*** Opening of Data in this exercise ***

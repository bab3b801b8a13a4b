mod actor;
mod registry;
mod world;

use std::collections::HashMap;
use std::net::{IpAddr, Ipv6Addr};
use std::sync::Arc;

use clap::Parser;
use futures::{future, prelude::*};
use tarpc::{
    context::Context,
    server::{self, incoming::Incoming, Channel},
    tokio_serde::formats::Json,
};
use tracing::info;
use tracing_subscriber::EnvFilter;

use common::conf;
use common::game::command::{BuildTarget, Command, CommandOutcome};
use common::model::player::{AiLevel, Player};
use common::model::region::RegionIndex;
use common::rng::RngSeed;
use common::rpc::{GameId, GameStateUpdate, PlayerSecret, RunetideRpc};
use runetide_ai::personality;

use actor::{AiSeat, GameHandle};
use registry::GameRegistry;

/// One human-readable seat spec on the command line, e.g. `human`,
/// `ai:Aggressor`, or `ai:Berserker:Mean`.
fn parse_seat(spec: &str) -> (bool, Option<String>, AiLevel) {
    let mut parts = spec.split(':');
    match parts.next() {
        Some("ai") => {
            let personality = parts.next().map(|s| s.to_string());
            let level = parts.next().map(AiLevel::from_difficulty_str).unwrap_or_default();
            (true, personality, level)
        }
        _ => (false, None, AiLevel::default()),
    }
}

#[derive(Parser, Debug)]
#[command(name = conf::APP_NAME, version = conf::APP_VERSION)]
struct Args {
    /// TCP port to listen on.
    #[arg(long, default_value_t = 21311)]
    port: u16,

    /// Comma-separated seat specs for the one game started at boot, e.g.
    /// `human,ai:Aggressor,ai:Defender:Mean`.
    #[arg(long, default_value = "human,ai:Aggressor")]
    seats: String,

    /// Number of regions in the built-in ring map, ignored if `--world` is given.
    #[arg(long, default_value_t = 12)]
    regions: u32,

    /// Path to a JSON world fixture (`{"regions": [...], "players": [...]}`)
    /// instead of the built-in ring map.
    #[arg(long)]
    world: Option<std::path::PathBuf>,

    /// Deterministic RNG seed for the one game started at boot.
    #[arg(long, default_value_t = 1)]
    seed: u64,
}

#[derive(Clone)]
struct RunetideServer {
    registry: Arc<GameRegistry>,
}

impl RunetideServer {
    fn handle_for(&self, game: GameId) -> Option<GameHandle> {
        self.registry.get(game)
    }
}

#[tarpc::server]
impl RunetideRpc for RunetideServer {
    async fn game_state(self, _: Context, game: GameId, player_secret: PlayerSecret) -> Option<common::model::GameState> {
        self.handle_for(game)?.game_state(player_secret).await
    }

    async fn army_move(
        self,
        _: Context,
        game: GameId,
        player_secret: PlayerSecret,
        source: RegionIndex,
        target: RegionIndex,
        count: u32,
    ) -> CommandOutcome {
        match self.handle_for(game) {
            Some(handle) => handle.army_move(player_secret, source, target, count).await,
            None => CommandOutcome { success: false, ..Default::default() },
        }
    }

    async fn build(self, _: Context, game: GameId, player_secret: PlayerSecret, region: RegionIndex, target: BuildTarget) -> CommandOutcome {
        match self.handle_for(game) {
            Some(handle) => handle.build(player_secret, region, target).await,
            None => CommandOutcome { success: false, ..Default::default() },
        }
    }

    async fn end_turn(self, _: Context, game: GameId, player_secret: PlayerSecret, queued: Vec<Command>) -> CommandOutcome {
        match self.handle_for(game) {
            Some(handle) => handle.end_turn(player_secret, queued).await,
            None => CommandOutcome { success: false, ..Default::default() },
        }
    }

    async fn resign(self, _: Context, game: GameId, player_secret: PlayerSecret) -> CommandOutcome {
        match self.handle_for(game) {
            Some(handle) => handle.resign(player_secret).await,
            None => CommandOutcome { success: false, ..Default::default() },
        }
    }

    async fn wait_for_update(self, _: Context, game: GameId, player_secret: PlayerSecret, since_update_id: u64) -> GameStateUpdate {
        match self.handle_for(game) {
            Some(handle) => handle
                .wait_for_update(player_secret, since_update_id)
                .await
                .unwrap_or_else(|| GameStateUpdate { state: empty_state(), last_move: None, turn_moves: None }),
            None => GameStateUpdate { state: empty_state(), last_move: None, turn_moves: None },
        }
    }
}

fn empty_state() -> common::model::GameState {
    common::model::GameState::new(Vec::new(), Vec::new(), 0, RngSeed::from_u64(0))
}

/// Builds the one game started at boot from `args`, registers it, and
/// prints out each seat's connection info: the RPC surface never
/// allocates seats itself, so a human still needs this printed secret to
/// join.
fn bootstrap_game(registry: &GameRegistry, args: &Args) {
    let seat_specs: Vec<&str> = args.seats.split(',').collect();
    let mut seed_players = Vec::with_capacity(seat_specs.len());
    let mut levels: HashMap<common::model::player::PlayerSlot, AiLevel> = HashMap::new();
    for (slot, spec) in seat_specs.iter().enumerate() {
        let (is_ai, personality_name, level) = parse_seat(spec);
        if is_ai {
            let personality = personality::by_name(personality_name.as_deref());
            seed_players.push(Player::ai(slot, format!("Bot {slot}"), "gray", personality.name));
            levels.insert(slot, level);
        } else {
            seed_players.push(Player::human(slot, format!("Player {slot}"), "red"));
        }
    }

    let (players, state) = if let Some(path) = &args.world {
        match world::load_world(path) {
            Ok(config) => {
                let state = common::model::GameState::new(config.regions, config.players.clone(), 0, RngSeed::from_u64(args.seed));
                (config.players, state)
            }
            Err(e) => {
                tracing::error!(error = %e, "failed to load world file, falling back to the built-in ring map");
                world::default_world(seed_players, args.regions, RngSeed::from_u64(args.seed))
            }
        }
    } else {
        world::default_world(seed_players, args.regions, RngSeed::from_u64(args.seed))
    };

    let ai_seats: HashMap<_, _> = players
        .iter()
        .filter(|p| p.is_ai)
        .map(|p| {
            let personality = personality::by_name(p.personality.as_deref());
            let level = levels.get(&p.slot).copied().unwrap_or_default();
            (p.slot, AiSeat { personality, level })
    })
        .collect();

    let game_id = registry.reserve_game_id();
    let mut secrets = HashMap::new();
    for player in &players {
        let secret = registry.mint_secret();
        info!(game = game_id.0, player = player.slot, secret = secret.0, name = %player.name, "seat ready");
        secrets.insert(secret, player.slot);
    }

    let handle = actor::spawn(state, secrets, ai_seats);
    registry.register(game_id, handle);
}

#[tokio::main]
async fn main() -> anyhow::Result<()> {
    tracing_subscriber::fmt().with_env_filter(EnvFilter::from_default_env()).init();

    let args = Args::parse();
    let registry = Arc::new(GameRegistry::new());
    bootstrap_game(&registry, &args);

    let server_addr = (IpAddr::V6(Ipv6Addr::LOCALHOST), args.port);
    let mut listener = tarpc::serde_transport::tcp::listen(&server_addr, Json::default).await?;
    info!(port = listener.local_addr().port(), "listening");
    listener.config_mut().max_frame_length(usize::MAX);

    listener
        .filter_map(|r| future::ready(r.ok()))
        .map(server::BaseChannel::with_defaults)
        .max_channels_per_key(64, |t| t.transport().peer_addr().map(|a| a.ip()).unwrap_or(IpAddr::V6(Ipv6Addr::LOCALHOST)))
        .map(|channel| {
            let server = RunetideServer { registry: registry.clone() };
            channel.execute(server.serve())
    })
        .buffer_unordered(64)
        .for_each(|_| async {})
        .await;

    Ok(())
}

*** Close of Data in this exercise ***

Retype the listing above without a single difference.

**Exercise answer**
repository bab3b801b8a13a4b
mod actor;
mod registry;
mod world;

use std::collections::HashMap;
use std::net::{IpAddr, Ipv6Addr};
use std::sync::Arc;

use clap::Parser;
use futures::{future, prelude::*};
use tarpc::{
    context::Context,
    server::{self, incoming::Incoming, Channel},
    tokio_serde::formats::Json,
};
use tracing::info;
use tracing_subscriber::EnvFilter;

use common::conf;
use common::game::command::{BuildTarget, Command, CommandOutcome};
use common::model::player::{AiLevel, Player};
use common::model::region::RegionIndex;
use common::rng::RngSeed;
use common::rpc::{GameId, GameStateUpdate, PlayerSecret, RunetideRpc};
use runetide_ai::personality;

use actor::{AiSeat, GameHandle};
use registry::GameRegistry;

/// One human-readable seat spec on the command line, e.g. `human`,
/// `ai:Aggressor`, or `ai:Berserker:Mean`.
fn parse_seat(spec: &str) -> (bool, Option<String>, AiLevel) {
    let mut parts = spec.split(':');
    match parts.next() {
        Some("ai") => {
            let personality = parts.next().map(|s| s.to_string());
            let level = parts.next().map(AiLevel::from_difficulty_str).unwrap_or_default();
            (true, personality, level)
        }
        _ => (false, None, AiLevel::default()),
    }
}

#[derive(Parser, Debug)]
#[command(name = conf::APP_NAME, version = conf::APP_VERSION)]
struct Args {
    /// TCP port to listen on.
    #[arg(long, default_value_t = 21311)]
    port: u16,

    /// Comma-separated seat specs for the one game started at boot, e.g.
    /// `human,ai:Aggressor,ai:Defender:Mean`.
    #[arg(long, default_value = "human,ai:Aggressor")]
    seats: String,

    /// Number of regions in the built-in ring map, ignored if `--world` is given.
    #[arg(long, default_value_t = 12)]
    regions: u32,

    /// Path to a JSON world fixture (`{"regions": [...], "players": [...]}`)
    /// instead of the built-in ring map.
    #[arg(long)]
    world: Option<std::path::PathBuf>,

    /// Deterministic RNG seed for the one game started at boot.
    #[arg(long, default_value_t = 1)]
    seed: u64,
}

#[derive(Clone)]
struct RunetideServer {
    registry: Arc<GameRegistry>,
}

impl RunetideServer {
    fn handle_for(&self, game: GameId) -> Option<GameHandle> {
        self.registry.get(game)
    }
}

#[tarpc::server]
impl RunetideRpc for RunetideServer {
    async fn game_state(self, _: Context, game: GameId, player_secret: PlayerSecret) -> Option<common::model::GameState> {
        self.handle_for(game)?.game_state(player_secret).await
    }

    async fn army_move(
        self,
        _: Context,
        game: GameId,
        player_secret: PlayerSecret,
        source: RegionIndex,
        target: RegionIndex,
        count: u32,
    ) -> CommandOutcome {
        match self.handle_for(game) {
            Some(handle) => handle.army_move(player_secret, source, target, count).await,
            None => CommandOutcome { success: false, ..Default::default() },
        }
    }

    async fn build(self, _: Context, game: GameId, player_secret: PlayerSecret, region: RegionIndex, target: BuildTarget) -> CommandOutcome {
        match self.handle_for(game) {
            Some(handle) => handle.build(player_secret, region, target).await,
            None => CommandOutcome { success: false, ..Default::default() },
        }
    }

    async fn end_turn(self, _: Context, game: GameId, player_secret: PlayerSecret, queued: Vec<Command>) -> CommandOutcome {
        match self.handle_for(game) {
            Some(handle) => handle.end_turn(player_secret, queued).await,
            None => CommandOutcome { success: false, ..Default::default() },
        }
    }

    async fn resign(self, _: Context, game: GameId, player_secret: PlayerSecret) -> CommandOutcome {
        match self.handle_for(game) {
            Some(handle) => handle.resign(player_secret).await,
            None => CommandOutcome { success: false, ..Default::default() },
        }
    }

    async fn wait_for_update(self, _: Context, game: GameId, player_secret: PlayerSecret, since_update_id: u64) -> GameStateUpdate {
        match self.handle_for(game) {
            Some(handle) => handle
                .wait_for_update(player_secret, since_update_id)
                .await
                .unwrap_or_else(|| GameStateUpdate { state: empty_state(), last_move: None, turn_moves: None }),
            None => GameStateUpdate { state: empty_state(), last_move: None, turn_moves: None },
        }
    }
}

fn empty_state() -> common::model::GameState {
    common::model::GameState::new(Vec::new(), Vec::new(), 0, RngSeed::from_u64(0))
}

/// Builds the one game started at boot from `args`, registers it, and
/// prints out each seat's connection info: the RPC surface never
/// allocates seats itself, so a human still needs this printed secret to
/// join.
fn bootstrap_game(registry: &GameRegistry, args: &Args) {
    let seat_specs: Vec<&str> = args.seats.split(',').collect();
    let mut seed_players = Vec::with_capacity(seat_specs.len());
    let mut levels: HashMap<common::model::player::PlayerSlot, AiLevel> = HashMap::new();
    for (slot, spec) in seat_specs.iter().enumerate() {
        let (is_ai, personality_name, level) = parse_seat(spec);
        if is_ai {
            let personality = personality::by_name(personality_name.as_deref());
            seed_players.push(Player::ai(slot, format!("Bot {slot}"), "gray", personality.name));
            levels.insert(slot, level);
        } else {
            seed_players.push(Player::human(slot, format!("Player {slot}"), "red"));
        }
    }

    let (players, state) = if let Some(path) = &args.world {
        match world::load_world(path) {
            Ok(config) => {
                let state = common::model::GameState::new(config.regions, config.players.clone(), 0, RngSeed::from_u64(args.seed));
                (config.players, state)
            }
            Err(e) => {
                tracing::error!(error = %e, "failed to load world file, falling back to the built-in ring map");
                world::default_world(seed_players, args.regions, RngSeed::from_u64(args.seed))
            }
        }
    } else {
        world::default_world(seed_players, args.regions, RngSeed::from_u64(args.seed))
    };

    let ai_seats: HashMap<_, _> = players
        .iter()
        .filter(|p| p.is_ai)
        .map(|p| {
            let personality = personality::by_name(p.personality.as_deref());
            let level = levels.get(&p.slot).copied().unwrap_or_default();
            (p.slot, AiSeat { personality, level })
    })
        .collect();

    let game_id = registry.reserve_game_id();
    let mut secrets = HashMap::new();
    for player in &players {
        let secret = registry.mint_secret();
        info!(game = game_id.0, player = player.slot, secret = secret.0, name = %player.name, "seat ready");
        secrets.insert(secret, player.slot);
    }

    let handle = actor::spawn(state, secrets, ai_seats);
    registry.register(game_id, handle);
}

#[tokio::main]
async fn main() -> anyhow::Result<()> {
    tracing_subscriber::fmt().with_env_filter(EnvFilter::from_default_env()).init();

    let args = Args::parse();
    let registry = Arc::new(GameRegistry::new());
    bootstrap_game(&registry, &args);

    let server_addr = (IpAddr::V6(Ipv6Addr::LOCALHOST), args.port);
    let mut listener = tarpc::serde_transport::tcp::listen(&server_addr, Json::default).await?;
    info!(port = listener.local_addr().port(), "listening");
    listener.config_mut().max_frame_length(usize::MAX);

    listener
        .filter_map(|r| future::ready(r.ok()))
        .map(server::BaseChannel::with_defaults)
        .max_channels_per_key(64, |t| t.transport().peer_addr().map(|a| a.ip()).unwrap_or(IpAddr::V6(Ipv6Addr::LOCALHOST)))
        .map(|channel| {
            let server = RunetideServer { registry: registry.clone() };
            channel.execute(server.serve())
    })
        .buffer_unordered(64)
        .for_each(|_| async {})
        .await;

    Ok(())
}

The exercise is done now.